Isso tem estimulado algumas universidades brasileiras a investirem na criação de núcleos de prevenção e atendimento psicológico específico para esses estudantes. Na Unicamp, há o Grupo de Apoio aos Estudantes de Graduação em Medicina, Fonoaudiologia e Residentes (Grapeme) da FCM. Já a USP conta desde 1986 com o Grupo de Assistência Psicológica ao Aluno (Grapal), entidade dedicada ao atendimento dos alunos dos cursos de fisioterapia, fonoaudiologia, medicina e terapia ocupacional, além dos residentes da FM-USP. Desde agosto a Universidade Federal de Minas Gerais (UFMG) tem dois núcleos de atendimento psicológico aos estudantes de graduação e pós-graduação.
Paralelamente, essas instituições estão trabalhando para capacitar professores para que possam se antecipar a esses problemas. Segundo Tania Vichi Freire de Mello, do Sappe, é importante que eles fiquem atentos a mudanças súbitas de comportamento de seus alunos ou queda no rendimento acadêmico. A busca por orientação ou tratamento psicológico pode evitar que o estudante abandone o curso. A conclusão é de um levantamento feito em 2016 que analisou o perfil de 1.237 alunos que passaram pelo atendimento do Sappe. No estudo, eles verificaram que a taxa de evasão de curso entre os atendidos pelo serviço era menor quando comparada com aqueles que não recorreram ao serviço.
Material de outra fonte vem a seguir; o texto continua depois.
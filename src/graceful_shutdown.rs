use std::fmt;

use tokio::signal;
use tracing::error;

#[derive(Debug, Clone, Copy, PartialEq, Eq)]
pub enum ShutdownSignal {
    CtrlC,
    Terminate,
}

impl fmt::Display for ShutdownSignal {
    fn fmt(&self, f: &mut fmt::Formatter<'_>) -> fmt::Result {
        match self {
            ShutdownSignal::CtrlC => write!(f, "Ctrl+C"),
            ShutdownSignal::Terminate => write!(f, "SIGTERM"),
        }
    }
}

/// Resolves with the first shutdown signal received. A listener that cannot
/// be installed is logged and never fires, so the server keeps running.
pub async fn shutdown_signal() -> ShutdownSignal {
    let ctrl_c = async {
        if let Err(e) = signal::ctrl_c().await {
            error!("Failed to listen for Ctrl+C: {}", e);
            std::future::pending::<()>().await;
        }
    };

    #[cfg(unix)]
    let terminate = async {
        use tokio::signal::unix::{signal, SignalKind};
        match signal(SignalKind::terminate()) {
            Ok(mut sigterm) => {
                sigterm.recv().await;
            }
            Err(e) => {
                error!("Failed to listen for SIGTERM: {}", e);
                std::future::pending::<()>().await;
            }
        }
    };

    #[cfg(not(unix))]
    let terminate = std::future::pending::<()>();

    tokio::select! {
        _ = ctrl_c => ShutdownSignal::CtrlC,
        _ = terminate => ShutdownSignal::Terminate,
    }
}
use std::sync::Arc;

use dashmap::DashMap;
use rand::Rng;
use tokio::sync::Notify;

use crate::{limiter::clock::{Clock, SystemClock}, settings::AppConfig};

#[derive(Debug, Clone, Copy, PartialEq)]
pub struct RateLimitConfig {
    pub max: u32,
    pub window_ms: i64,
    /// Chance per attempt that a sweep of stale clients is requested.
    pub sweep_probability: f64,
}

impl Default for RateLimitConfig {
    fn default() -> Self {
        RateLimitConfig {
            max: 5,
            window_ms: 3_600_000,
            sweep_probability: 0.05,
        }
    }
}

impl From<&AppConfig> for RateLimitConfig {
    fn from(config: &AppConfig) -> Self {
        RateLimitConfig {
            max: config.contact_rate_limit_max,
            window_ms: config.contact_rate_limit_window_ms,
            sweep_probability: config.rate_limit_sweep_probability,
        }
    }
}

/// Outcome of one attempt. `reset_ms` is the time until the oldest counted
/// attempt leaves the window.
#[derive(Debug, Clone, Copy, PartialEq, Eq)]
pub struct RateLimitDecision {
    pub allowed: bool,
    pub limit: u32,
    pub remaining: u32,
    pub reset_ms: i64,
}

impl RateLimitDecision {
    /// Whole seconds a rejected client should wait, rounded up.
    pub fn retry_after_secs(&self) -> i64 {
        (self.reset_ms + 999).div_euclid(1000)
    }
}

/// Per-client sliding-window limiter.
///
/// Each key maps to the timestamps of its accepted attempts. The map entry is
/// held for the whole evaluation, so attempts for one key are serialized.
pub struct SlidingWindowLimiter {
    entries: DashMap<String, Vec<i64>>,
    config: RateLimitConfig,
    clock: Arc<dyn Clock>,
    sweep_signal: Arc<Notify>,
}

impl SlidingWindowLimiter {
    pub fn new(config: RateLimitConfig) -> Self {
        Self::with_clock(config, Arc::new(SystemClock))
    }

    pub fn with_clock(config: RateLimitConfig, clock: Arc<dyn Clock>) -> Self {
        SlidingWindowLimiter {
            entries: DashMap::new(),
            config,
            clock,
            sweep_signal: Arc::new(Notify::new()),
        }
    }

    pub fn config(&self) -> RateLimitConfig {
        self.config
    }

    /// Handle the background sweeper waits on.
    pub fn sweep_signal(&self) -> Arc<Notify> {
        self.sweep_signal.clone()
    }

    pub fn tracked_clients(&self) -> usize {
        self.entries.len()
    }

    /// Evaluates and, when allowed, records one attempt for `key`.
    pub fn check(&self, key: &str) -> RateLimitDecision {
        let now = self.clock.now_ms();
        let window = self.config.window_ms;
        let limit = self.config.max;

        let decision = {
            let mut timestamps = self.entries.entry(key.to_string()).or_default();
            timestamps.retain(|ts| now - ts < window);

            let count = timestamps.len();
            let oldest = timestamps.iter().copied().min().unwrap_or(now);
            let reset_ms = (oldest + window - now).max(0);

            if count >= limit as usize {
                RateLimitDecision {
                    allowed: false,
                    limit,
                    remaining: 0,
                    reset_ms,
                }
            } else {
                timestamps.push(now);
                RateLimitDecision {
                    allowed: true,
                    limit,
                    remaining: limit - count as u32 - 1,
                    reset_ms,
                }
            }
        };

        if self.config.sweep_probability > 0.0
            && rand::thread_rng().gen_bool(self.config.sweep_probability.min(1.0))
        {
            self.sweep_signal.notify_one();
        }

        decision
    }

    /// Drops every client whose attempts have all left the window and trims
    /// the rest. Returns the number of clients removed.
    pub fn sweep(&self) -> usize {
        let now = self.clock.now_ms();
        let window = self.config.window_ms;
        let before = self.entries.len();

        self.entries.retain(|_, timestamps| {
            timestamps.retain(|ts| now - ts < window);
            !timestamps.is_empty()
        });

        before.saturating_sub(self.entries.len())
    }
}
Para Botega, da FCM-Unicamp, é importante que os professores se mostrem mais abertos para conversar sobre esse assunto com seus alunos, sem desmerecer suas angústias. “Em geral, os professores estão mais preocupados com o desempenho acadêmico de seus estudantes, sem se darem conta de que isso está relacionado à sanidade mental do aluno”, afirma o psiquiatra. “É preciso agir no sentido de acolher esses estudantes, orientá-los e, se for preciso, encaminhá-los aos serviços de atendimento”, destaca Botega.